Drawing Pretty Pictures of Broken Pots

The single most ubiquitous artifact type for archaeologists working on most time periods is ceramics. The wonders of chemistry and physics have resulted in a materiel that once produced is nigh well indestructible. Ceramics can be used to produce all sorts of different objects from electrical insulators to building materials like roof tiles and pipes, but the form we find most frequently is pottery. Pottery vessels are used for carrying liquids, storing dry goods, cooking, even as burial repositories. And they break with astounding frequency, and thousands of years later, the pieces are still around, sometimes even in the exact same condition they were the day the pot was dropped. Archaeologists rarely find intact pots – unless we’re excavating tombs, when people would intentionally place whole pots, perhaps filled with some sort of mortuary offerings or with the remains of a funeral feast, with the body of the deceased. But most of the time what we find are sherds… the detritus of pots broken during daily use or after they were discarded for other reasons.
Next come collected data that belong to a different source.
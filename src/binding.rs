//! Fixed ABI and address binding for the FriendshipFaucet contract.

use alloy::{
    primitives::{
        Address,
        Bytes,
        U256,
    },
    sol,
    sol_types::SolCall,
};
use std::fmt;

sol! {
    #[sol(rpc)]
    contract FriendshipFaucet {
        function owner() external view returns (address);
        function REWARD_AMOUNT() external view returns (uint256);
        function MY_AGE() external view returns (uint256);
        function friendsList(address account) external view returns (bool);
        function hasReceivedReward(address account) external view returns (bool);
        function attempts(address account) external view returns (uint256);
        function guessMyAge(uint256 ageGuess) external;
        function deposit() external payable;
        function withdraw() external;
    }
}

#[derive(Copy, Clone, Debug, Eq, PartialEq, Hash)]
pub enum OperationKind {
    Read,
    Write,
}

#[derive(Copy, Clone, Debug, Eq, PartialEq, Hash)]
pub enum Operation {
    Owner,
    RewardAmount,
    MyAge,
    IsFriend,
    HasReceivedReward,
    AttemptCount,
    GuessAge,
    Deposit,
    Withdraw,
}

pub const INTERFACE: &[Operation] = &[
    Operation::Owner,
    Operation::RewardAmount,
    Operation::MyAge,
    Operation::IsFriend,
    Operation::HasReceivedReward,
    Operation::AttemptCount,
    Operation::GuessAge,
    Operation::Deposit,
    Operation::Withdraw,
];

impl Operation {
    pub fn kind(self) -> OperationKind {
        match self {
            Operation::GuessAge | Operation::Deposit | Operation::Withdraw => {
                OperationKind::Write
            }
            _ => OperationKind::Read,
        }
    }

    pub fn signature(self) -> &'static str {
        match self {
            Operation::Owner => FriendshipFaucet::ownerCall::SIGNATURE,
            Operation::RewardAmount => FriendshipFaucet::REWARD_AMOUNTCall::SIGNATURE,
            Operation::MyAge => FriendshipFaucet::MY_AGECall::SIGNATURE,
            Operation::IsFriend => FriendshipFaucet::friendsListCall::SIGNATURE,
            Operation::HasReceivedReward => {
                FriendshipFaucet::hasReceivedRewardCall::SIGNATURE
            }
            Operation::AttemptCount => FriendshipFaucet::attemptsCall::SIGNATURE,
            Operation::GuessAge => FriendshipFaucet::guessMyAgeCall::SIGNATURE,
            Operation::Deposit => FriendshipFaucet::depositCall::SIGNATURE,
            Operation::Withdraw => FriendshipFaucet::withdrawCall::SIGNATURE,
        }
    }

    pub fn selector(self) -> [u8; 4] {
        match self {
            Operation::Owner => FriendshipFaucet::ownerCall::SELECTOR,
            Operation::RewardAmount => FriendshipFaucet::REWARD_AMOUNTCall::SELECTOR,
            Operation::MyAge => FriendshipFaucet::MY_AGECall::SELECTOR,
            Operation::IsFriend => FriendshipFaucet::friendsListCall::SELECTOR,
            Operation::HasReceivedReward => {
                FriendshipFaucet::hasReceivedRewardCall::SELECTOR
            }
            Operation::AttemptCount => FriendshipFaucet::attemptsCall::SELECTOR,
            Operation::GuessAge => FriendshipFaucet::guessMyAgeCall::SELECTOR,
            Operation::Deposit => FriendshipFaucet::depositCall::SELECTOR,
            Operation::Withdraw => FriendshipFaucet::withdrawCall::SELECTOR,
        }
    }
}

impl fmt::Display for Operation {
    fn fmt(&self, f: &mut fmt::Formatter<'_>) -> fmt::Result {
        let name = match self {
            Operation::Owner => "owner",
            Operation::RewardAmount => "reward amount",
            Operation::MyAge => "secret age",
            Operation::IsFriend => "friend status",
            Operation::HasReceivedReward => "reward status",
            Operation::AttemptCount => "attempt count",
            Operation::GuessAge => "guess",
            Operation::Deposit => "deposit",
            Operation::Withdraw => "withdraw",
        };
        write!(f, "{name}")
    }
}

/// A state-changing call with its arguments.
#[derive(Copy, Clone, Debug, Eq, PartialEq)]
pub enum WriteCall {
    GuessAge(u64),
    Deposit(U256),
    Withdraw,
}

impl WriteCall {
    pub fn operation(&self) -> Operation {
        match self {
            WriteCall::GuessAge(_) => Operation::GuessAge,
            WriteCall::Deposit(_) => Operation::Deposit,
            WriteCall::Withdraw => Operation::Withdraw,
        }
    }

    pub fn calldata(&self) -> Bytes {
        match self {
            WriteCall::GuessAge(age) => FriendshipFaucet::guessMyAgeCall {
                ageGuess: U256::from(*age),
            }
            .abi_encode()
            .into(),
            WriteCall::Deposit(_) => FriendshipFaucet::depositCall {}.abi_encode().into(),
            WriteCall::Withdraw => FriendshipFaucet::withdrawCall {}.abi_encode().into(),
        }
    }

    /// Native value attached to the call.
    pub fn value(&self) -> U256 {
        match self {
            WriteCall::Deposit(amount) => *amount,
            _ => U256::ZERO,
        }
    }
}

/// The deployed contract as seen by one signer.
#[derive(Clone, Debug, Eq, PartialEq)]
pub struct ContractHandle {
    address: Address,
    interface: &'static [Operation],
    signer: Address,
}

impl ContractHandle {
    pub fn bind(
        address: Address,
        interface: &'static [Operation],
        signer: Address,
    ) -> Self {
        Self {
            address,
            interface,
            signer,
        }
    }

    pub fn address(&self) -> Address {
        self.address
    }

    pub fn signer(&self) -> Address {
        self.signer
    }

    pub fn supports(&self, operation: Operation) -> bool {
        self.interface.contains(&operation)
    }
}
Now the uses of pottery to archaeologists can’t begin to be overstated. Pots can allow us to study social organization, political developments, economic strategies, exchange of ideas, movement of populations, and any number of other topics. Because of the ways in which new styles are adopted, developed, discarded and replaced, pottery can be used for establishing relative, or even absolute, dates. A lot of these things though, require us to know what the pots looked like, not just cataloging the dirty sherds that come out of the ground. So, what does an archaeologist do with all these thousands of pot sherds?!
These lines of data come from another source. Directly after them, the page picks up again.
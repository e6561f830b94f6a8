use crate::ui;
use alloy::signers::local::PrivateKeySigner;
use color_eyre::eyre::{
    Result,
    WrapErr,
    eyre,
};
use friendship_faucet::{
    binding::WriteCall,
    chain::RpcChain,
    config::{
        Command,
        FaucetConfig,
    },
    controller::{
        FaucetController,
        StatusReport,
    },
    error::{
        FaucetError,
        FaucetResult,
    },
    format::parse_age,
    submit::{
        self,
        TransactionOutcome,
        TxPhase,
        TxProgress,
    },
    wallet::{
        WalletDescriptor,
        WalletSource,
        find_wallet,
        unlock_wallet,
    },
};
use rpassword::prompt_password;
use tokio::{
    sync::mpsc,
    task,
};
use tracing::{
    info,
    warn,
};

type Controller = FaucetController<RpcChain>;

/// `None` when signing is left to the node.
fn keystore_descriptor(config: &FaucetConfig) -> FaucetResult<Option<WalletDescriptor>> {
    match &config.wallet {
        WalletSource::NodeAccounts => Ok(None),
        WalletSource::Keystore { dir, name } => find_wallet(dir, name.as_deref()).map(Some),
    }
}

/// Keystore decryption blocks for a while, so it runs on the blocking pool.
async fn unlock_off_thread(
    descriptor: WalletDescriptor,
    password: Option<String>,
) -> FaucetResult<PrivateKeySigner> {
    task::spawn_blocking(move || unlock_wallet(&descriptor, password.as_deref()))
        .await
        .map_err(|e| FaucetError::WalletLocked(format!("keystore unlock aborted: {e}")))?
}

async fn connect_with(
    controller: &mut Controller,
    descriptor: Option<WalletDescriptor>,
    password: Option<String>,
) -> FaucetResult<()> {
    let (signer, keystore) = match descriptor {
        Some(descriptor) => {
            let name = descriptor.name.clone();
            match unlock_off_thread(descriptor, password).await {
                Ok(signer) => (Some(signer), Some(name)),
                Err(err) => {
                    controller.connect_failed(&err);
                    return Err(err);
                }
            }
        }
        None => (None, None),
    };
    let config = controller.config();
    let chain = RpcChain::connect(config.rpc_url.clone(), signer, config.confirm_timeout);
    controller.connect(chain, keystore.as_deref()).await
}

fn print_status(report: &StatusReport) {
    println!("Contract:        {}", report.contract);
    println!(
        "Account:         {}",
        report.account.as_deref().unwrap_or("not connected")
    );
    println!("Friend:          {}", report.is_friend);
    println!("Reward received: {}", report.has_received_reward);
    println!(
        "Attempts:        {} ({} remaining)",
        report.attempt_count, report.remaining_attempts
    );
    println!("Reward:          {} wei", report.reward_amount_wei);
    println!("Balance:         {} ETH", report.contract_balance_eth);
    if !report.stale_fields.is_empty() {
        println!("Stale:           {}", report.stale_fields.join(", "));
    }
}

/// Connects, refreshes and runs a single command without the TUI.
pub async fn run_command(config: FaucetConfig, command: Command) -> Result<()> {
    let mut controller = Controller::new(config);
    let descriptor =
        keystore_descriptor(controller.config()).wrap_err("Unable to locate wallet")?;
    let password = descriptor.as_ref().and_then(|descriptor| {
        prompt_password(format!("Enter password for keystore '{}': ", descriptor.name)).ok()
    });
    connect_with(&mut controller, descriptor, password)
        .await
        .wrap_err("Failed to connect wallet")?;
    for err in controller.errors() {
        eprintln!("warning: {err}");
    }

    let call = match command {
        Command::Tui => return Err(eyre!("the tui command is not a one-shot command")),
        Command::Status { json } => {
            let report = controller.status_report();
            if json {
                println!("{}", serde_json::to_string_pretty(&report)?);
            } else {
                print_status(&report);
            }
            return Ok(());
        }
        Command::Guess { age } => controller.guess_call(age),
        Command::Deposit => controller.deposit_call(),
        Command::Withdraw => controller.withdraw_call(),
    };

    let outcome = controller
        .submit(call, |outcome| {
            if let Some(tx_hash) = outcome.tx_hash()
                && outcome.phase() == TxPhase::PendingConfirmation
            {
                println!("{} ({tx_hash})", outcome.status_line());
            } else if outcome.phase() != TxPhase::Idle {
                println!("{}", outcome.status_line());
            }
        })
        .await
        .wrap_err_with(|| format!("Unable to submit {}", call.operation()))?;

    match outcome {
        TransactionOutcome::Failed { call, error } => {
            Err(eyre!("{} failed: {error}", call.operation()))
        }
        _ => {
            print_status(&controller.status_report());
            Ok(())
        }
    }
}

pub async fn run_app(config: FaucetConfig) -> Result<()> {
    let controller = Controller::new(config);
    let mut ui_state = ui::UiState::default();
    let mut input_events = ui::input_event_stream();

    info!("Starting UI");
    ui::terminal_enter(&mut ui_state)?;
    let res = run_loop(controller, &mut ui_state, &mut input_events).await;
    ui::terminal_exit()?;
    res
}

fn show_processing_status(
    controller: &mut Controller,
    ui_state: &mut ui::UiState,
    message: impl Into<String>,
    context: &'static str,
) -> Result<()> {
    controller.set_status(message);
    ui::draw(ui_state, &controller.snapshot()).wrap_err(context)
}

/// Hands `call` to a background task; progress comes back over `progress_tx`.
fn start_submission(
    controller: &mut Controller,
    call: WriteCall,
    progress_tx: &mpsc::UnboundedSender<TxProgress>,
) {
    match controller.spawn_parts(call) {
        Ok((chain, handle)) => {
            let progress_tx = progress_tx.clone();
            tokio::spawn(async move {
                submit::drive(chain.as_ref(), &handle, call, |progress| {
                    let _ = progress_tx.send(progress);
                })
                .await;
            });
        }
        Err(err) => controller.push_error(format!("Cannot {}: {err}", call.operation())),
    }
}

async fn begin_connect(
    controller: &mut Controller,
    ui_state: &mut ui::UiState,
    pending_keystore: &mut Option<WalletDescriptor>,
) -> Result<()> {
    if controller.is_in_flight() {
        controller.push_error(format!("Cannot reconnect: {}", FaucetError::SubmissionInFlight));
        return Ok(());
    }
    match keystore_descriptor(controller.config()) {
        Ok(Some(descriptor)) => {
            ui_state.open_password_prompt(descriptor.name.clone());
            *pending_keystore = Some(descriptor);
        }
        Ok(None) => {
            show_processing_status(controller, ui_state, "Connecting...", "draw before connect failed")?;
            if let Err(err) = connect_with(controller, None, None).await {
                warn!(error = %err, "wallet connection failed");
            }
        }
        Err(err) => controller.connect_failed(&err),
    }
    Ok(())
}

/// `password` is `None` when the prompt was dismissed.
async fn finish_connect(
    controller: &mut Controller,
    ui_state: &mut ui::UiState,
    pending_keystore: &mut Option<WalletDescriptor>,
    password: Option<String>,
) -> Result<()> {
    let Some(descriptor) = pending_keystore.take() else {
        return Ok(());
    };
    show_processing_status(
        controller,
        ui_state,
        "Unlocking wallet...",
        "draw before unlock failed",
    )?;
    if let Err(err) = connect_with(controller, Some(descriptor), password).await {
        warn!(error = %err, "wallet connection failed");
    }
    Ok(())
}

async fn run_loop(
    mut controller: Controller,
    ui_state: &mut ui::UiState,
    input_events: &mut ui::InputEventReceiver,
) -> Result<()> {
    info!("Running app loop");
    let (progress_tx, mut progress_rx) = mpsc::unbounded_channel();
    let mut pending_keystore: Option<WalletDescriptor> = None;
    ui::draw(ui_state, &controller.snapshot()).wrap_err("initial draw failed")?;

    loop {
        tokio::select! {
            Some(progress) = progress_rx.recv() => {
                controller.apply_progress(progress).await;
            }
            _ = tokio::signal::ctrl_c() => break,
            raw_ev = ui::next_raw_event(input_events) => {
                let event = raw_ev?;
                let Some(ev) = ui::interpret_event(ui_state, event) else {
                    continue;
                };
                match ev {
                    ui::UserEvent::Quit => break,
                    ui::UserEvent::Redraw => {}
                    ui::UserEvent::Connect => {
                        begin_connect(&mut controller, ui_state, &mut pending_keystore).await?;
                    }
                    ui::UserEvent::SubmitPassword(password) => {
                        finish_connect(
                            &mut controller,
                            ui_state,
                            &mut pending_keystore,
                            Some(password),
                        )
                        .await?;
                    }
                    ui::UserEvent::CancelPassword => {
                        finish_connect(&mut controller, ui_state, &mut pending_keystore, None)
                            .await?;
                    }
                    ui::UserEvent::SubmitGuess(input) => match parse_age(&input) {
                        Ok(age) => {
                            let call = controller.guess_call(age);
                            start_submission(&mut controller, call, &progress_tx);
                        }
                        Err(err) => controller.push_error(err.to_string()),
                    },
                    ui::UserEvent::Deposit => {
                        let call = controller.deposit_call();
                        start_submission(&mut controller, call, &progress_tx);
                    }
                    ui::UserEvent::Withdraw => {
                        let call = controller.withdraw_call();
                        start_submission(&mut controller, call, &progress_tx);
                    }
                }
            }
        }
        ui::draw(ui_state, &controller.snapshot()).wrap_err("draw failed")?;
    }
    Ok(())
}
Well, first we wash them! But after that, we count them and we record them. Recording a pot sherd usually just involves determining what kind of clay it was made from and how it was finished and fired – different wares are made of different clays, that are treated in different fashions – think of the difference between fine china and earthenware. However, if a sherd has some sort of decoration, or if its part of a pot that is recognizable, we call it “diagnostic.” This is sort of like being a symptom that lets you diagnose the disease. Well, a diagnostic sherd lets us diagnose something about the pot – what shape the pot was, what kind of decoration it had, or maybe whether it was made a special way.

Diagnostic sherds receive special treatment. We carefully measure them, record details about the fabric (the clay and other materials the pot was made from), the finish (firing methods, burnishing, slips, glazes, painted, inciside, or relief decoration, etc.), and what part of the vessel they were. Sometimes from all of this information we’re ale to tell exactly what kind of pot the sherd came from! And then the sherds are drawn and photographed. As a pottery analyst, drawing pottery is a skill I had to learn, and trust me, I have no innate artistic talent! I’ve been doing it for long enough now that my drawings are acceptable, but there are many (if not most) archaeological illustrators out there who put my drawings to shame. Still, I do all right, and I thought I’d give you guys a little look at how I spend some of my days…
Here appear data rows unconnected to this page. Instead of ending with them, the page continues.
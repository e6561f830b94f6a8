//! The wallet/provider boundary.

use crate::{
    binding::{
        ContractHandle,
        FriendshipFaucet,
        WriteCall,
    },
    error::{
        FaucetError,
        FaucetResult,
    },
};
use alloy::{
    network::{
        EthereumWallet,
        TransactionBuilder,
    },
    primitives::{
        Address,
        TxHash,
        U256,
    },
    providers::{
        DynProvider,
        Provider,
        ProviderBuilder,
    },
    rpc::types::TransactionRequest,
    signers::local::PrivateKeySigner,
};
use std::{
    future::Future,
    time::Duration,
};
use tokio::time;
use tracing::{
    debug,
    info,
};
use url::Url;

pub const RECEIPT_POLL_INTERVAL: Duration = Duration::from_secs(1);

/// Everything the client needs from a wallet-backed node.
pub trait FaucetChain: Send + Sync + 'static {
    /// Accounts the wallet exposes to this client, in wallet order.
    fn request_accounts(&self) -> impl Future<Output = FaucetResult<Vec<Address>>> + Send;

    fn owner(
        &self,
        handle: &ContractHandle,
    ) -> impl Future<Output = FaucetResult<Address>> + Send;

    fn reward_amount(
        &self,
        handle: &ContractHandle,
    ) -> impl Future<Output = FaucetResult<U256>> + Send;

    fn is_friend(
        &self,
        handle: &ContractHandle,
        account: Address,
    ) -> impl Future<Output = FaucetResult<bool>> + Send;

    fn has_received_reward(
        &self,
        handle: &ContractHandle,
        account: Address,
    ) -> impl Future<Output = FaucetResult<bool>> + Send;

    fn attempt_count(
        &self,
        handle: &ContractHandle,
        account: Address,
    ) -> impl Future<Output = FaucetResult<U256>> + Send;

    fn balance(&self, of: Address) -> impl Future<Output = FaucetResult<U256>> + Send;

    /// Returns once the node has accepted the transaction.
    fn send(
        &self,
        handle: &ContractHandle,
        call: WriteCall,
    ) -> impl Future<Output = FaucetResult<TxHash>> + Send;

    /// Returns once the transaction is finalized with a successful receipt.
    fn confirm(&self, tx_hash: TxHash) -> impl Future<Output = FaucetResult<()>> + Send;
}

/// JSON-RPC implementation backed by alloy.
#[derive(Clone)]
pub struct RpcChain {
    provider: DynProvider,
    local_signer: Option<Address>,
    confirm_timeout: Option<Duration>,
}

impl RpcChain {
    /// Transactions are signed locally with `signer`, or by the node when absent.
    pub fn connect(
        url: Url,
        signer: Option<PrivateKeySigner>,
        confirm_timeout: Option<Duration>,
    ) -> Self {
        let (provider, local_signer) = match signer {
            Some(signer) => {
                let address = signer.address();
                let provider = ProviderBuilder::new()
                    .wallet(EthereumWallet::from(signer))
                    .connect_http(url)
                    .erased();
                (provider, Some(address))
            }
            None => (ProviderBuilder::new().connect_http(url).erased(), None),
        };
        Self {
            provider,
            local_signer,
            confirm_timeout,
        }
    }

    fn instance(
        &self,
        handle: &ContractHandle,
    ) -> FriendshipFaucet::FriendshipFaucetInstance<DynProvider> {
        FriendshipFaucet::new(handle.address(), self.provider.clone())
    }

    async fn wait_for_receipt(&self, tx_hash: TxHash) -> FaucetResult<()> {
        loop {
            match self.provider.get_transaction_receipt(tx_hash).await? {
                Some(receipt) => {
                    debug!(%tx_hash, status = receipt.status(), "receipt found");
                    return receipt_outcome(receipt.status());
                }
                None => time::sleep(RECEIPT_POLL_INTERVAL).await,
            }
        }
    }
}

impl FaucetChain for RpcChain {
    async fn request_accounts(&self) -> FaucetResult<Vec<Address>> {
        if let Some(address) = self.local_signer {
            return Ok(vec![address]);
        }
        let accounts = self.provider.get_accounts().await?;
        Ok(accounts)
    }

    async fn owner(&self, handle: &ContractHandle) -> FaucetResult<Address> {
        let owner = self.instance(handle).owner().call().await?;
        Ok(owner)
    }

    async fn reward_amount(&self, handle: &ContractHandle) -> FaucetResult<U256> {
        let amount = self.instance(handle).REWARD_AMOUNT().call().await?;
        Ok(amount)
    }

    async fn is_friend(
        &self,
        handle: &ContractHandle,
        account: Address,
    ) -> FaucetResult<bool> {
        let flag = self.instance(handle).friendsList(account).call().await?;
        Ok(flag)
    }

    async fn has_received_reward(
        &self,
        handle: &ContractHandle,
        account: Address,
    ) -> FaucetResult<bool> {
        let flag = self
            .instance(handle)
            .hasReceivedReward(account)
            .call()
            .await?;
        Ok(flag)
    }

    async fn attempt_count(
        &self,
        handle: &ContractHandle,
        account: Address,
    ) -> FaucetResult<U256> {
        let count = self.instance(handle).attempts(account).call().await?;
        Ok(count)
    }

    async fn balance(&self, of: Address) -> FaucetResult<U256> {
        let balance = self.provider.get_balance(of).await?;
        Ok(balance)
    }

    async fn send(&self, handle: &ContractHandle, call: WriteCall) -> FaucetResult<TxHash> {
        if !handle.supports(call.operation()) {
            return Err(FaucetError::ContractCallFailed(format!(
                "{} is not part of the bound interface",
                call.operation()
            )));
        }
        let request = TransactionRequest::default()
            .with_from(handle.signer())
            .with_to(handle.address())
            .with_input(call.calldata())
            .with_value(call.value());
        let pending = self.provider.send_transaction(request).await?;
        let tx_hash = *pending.tx_hash();
        info!(%tx_hash, operation = %call.operation(), "transaction accepted by node");
        Ok(tx_hash)
    }

    async fn confirm(&self, tx_hash: TxHash) -> FaucetResult<()> {
        bounded(self.confirm_timeout, tx_hash, self.wait_for_receipt(tx_hash)).await
    }
}

fn receipt_outcome(succeeded: bool) -> FaucetResult<()> {
    if succeeded {
        Ok(())
    } else {
        Err(FaucetError::TransactionReverted(String::from(
            "transaction reverted",
        )))
    }
}

/// Runs `wait` under the optional confirmation limit. Running out of time is a network failure.
async fn bounded<F>(limit: Option<Duration>, tx_hash: TxHash, wait: F) -> FaucetResult<()>
where
    F: Future<Output = FaucetResult<()>>,
{
    match limit {
        Some(limit) => time::timeout(limit, wait).await.map_err(|_| {
            FaucetError::Network(format!(
                "no receipt for {tx_hash} after {}s",
                limit.as_secs()
            ))
        })?,
        None => wait.await,
    }
}

#[cfg(test)]
mod tests {
    #![allow(non_snake_case)]
    use super::*;

    #[tokio::test(start_paused = true)]
    async fn bounded__missing_receipt_times_out_as_network_error() {
        // given
        let tx_hash = TxHash::repeat_byte(0x11);
        let limit = Duration::from_secs(30);

        // when
        let result = bounded(Some(limit), tx_hash, std::future::pending()).await;

        // then
        assert_eq!(
            result,
            Err(FaucetError::Network(format!(
                "no receipt for {tx_hash} after 30s"
            )))
        );
    }

    #[tokio::test(start_paused = true)]
    async fn bounded__receipt_within_limit_passes_through() {
        let tx_hash = TxHash::repeat_byte(0x22);
        let wait = async {
            time::sleep(Duration::from_secs(5)).await;
            receipt_outcome(false)
        };

        let result = bounded(Some(Duration::from_secs(30)), tx_hash, wait).await;

        assert_eq!(
            result,
            Err(FaucetError::TransactionReverted("transaction reverted".into()))
        );
    }

    #[tokio::test]
    async fn bounded__without_limit_awaits_the_receipt() {
        let tx_hash = TxHash::repeat_byte(0x33);

        let result = bounded(None, tx_hash, async { receipt_outcome(true) }).await;

        assert_eq!(result, Ok(()));
    }

    #[test]
    fn receipt_outcome__failed_status_is_a_generic_revert() {
        assert_eq!(
            receipt_outcome(false),
            Err(FaucetError::TransactionReverted("transaction reverted".into()))
        );
        assert_eq!(receipt_outcome(true), Ok(()));
    }
}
To start, I have to get all of the tools of my trade. Here you can see some nice heavy tracing paper, taped down to a smooth, flat table, over a sheet of graph paper. This way the graph paper can be reused, and the lines don’t have to be removed when the drawings are scanned into Adobe Illustrator and inked, but the grid is still there to help with the drawing process. I also have an architect’s ruler, a triangle, a profile gauge, a set of calipers, a rim gauge, my favorite mechanical pencil, and the pot sherd that I’m going to draw with its ID tag.

Here’s a clearer shot of the sherd in question as well as some of my earlier drawings so you can see what the goal is. This particular sherd is the rim, and a significant chunk of the profile of the body of a hemispherical bowl, a very common form in the bronze age on Cyprus. Specifically, this sherd is a variety of Red Polished ware local to the Pafos region in the SW of the island, dating to the Early or Middle Bronze Age.


The trick to being able to reconstruct a vessel from a single sherd is being able to orient the sherd correctly so you can figure out what the profile of the sherd would have looked like. Normally this requires having a rim, or at least a significant part of it. IF the piece of rim is to small, you can’t tell what angle to hold the pot at. In this picture I’m holding the sherd at close the correct angle. If a piece of pottery is well-made, then the rim should be even, and if the rim is even then if you hold the sherd so the rim is flat, you’ve figured out the correct angle that the sherd should be at! Another way to do it is to place the sherd on the table rim-edge down. You lean the sherd back and forth until you find the angle where no light is passing under the sherd – this means you’ve found the correct angle where the rim in lying flat against the table. Once you have this angle there are a couple important measurements you can take.

First, you can use a rim guage to figure out what the diameter of your pot’s rim was. Here you can see me using the rim guage, holding the sherd so no light passes under the rim (i.e., the rim is flat, and I’m holding the sherd at the correct angle). I slide the sherd in and out on the gauge until I find a rim diameter that matches the curve of the rim on my sherd. Voila! I know how big around my pot’s rim was! In this case, 14 cm…

Using this rim measurement, I’m able to sketch in this T. Basically the cross bar is the rim, and the upright is just the axis of reflection (i.e. the other side of the line will be a mirror image of whatever I’ve drawn). By aligning my sherd at the correct angle again, this time on the T, I’ll be able to measure how high the sherd is and how far in it reaches. I’ll do this using the graph paper underneath and the architect’s triangle:

These measurements allow me to mark the bottom of the sherd on my drawing. The trick now is figuring out the curve between the edge of the rim and this bottom point. And the way we do that is with the profil gauge. These are also tools used by carpenters and other craftsmen. The metal pins push in easily, but remain in place horizontally. By pressing the gauge up against any object (even your face, but its kind of uncomfortable), when the pins push in you get the curve of the profile of the object you’re measuring. Good profile gauges also have built in rulers, allowing you to measure the distance between different points in your curve, which is great if its a complicated curve (like your face). In this case, though, I’ve got a pretty simple curve, so I can just put my sherd on the table and press the gauge down, being careful to press the guage in at an angle that would point towards the imaginary middle of the pot.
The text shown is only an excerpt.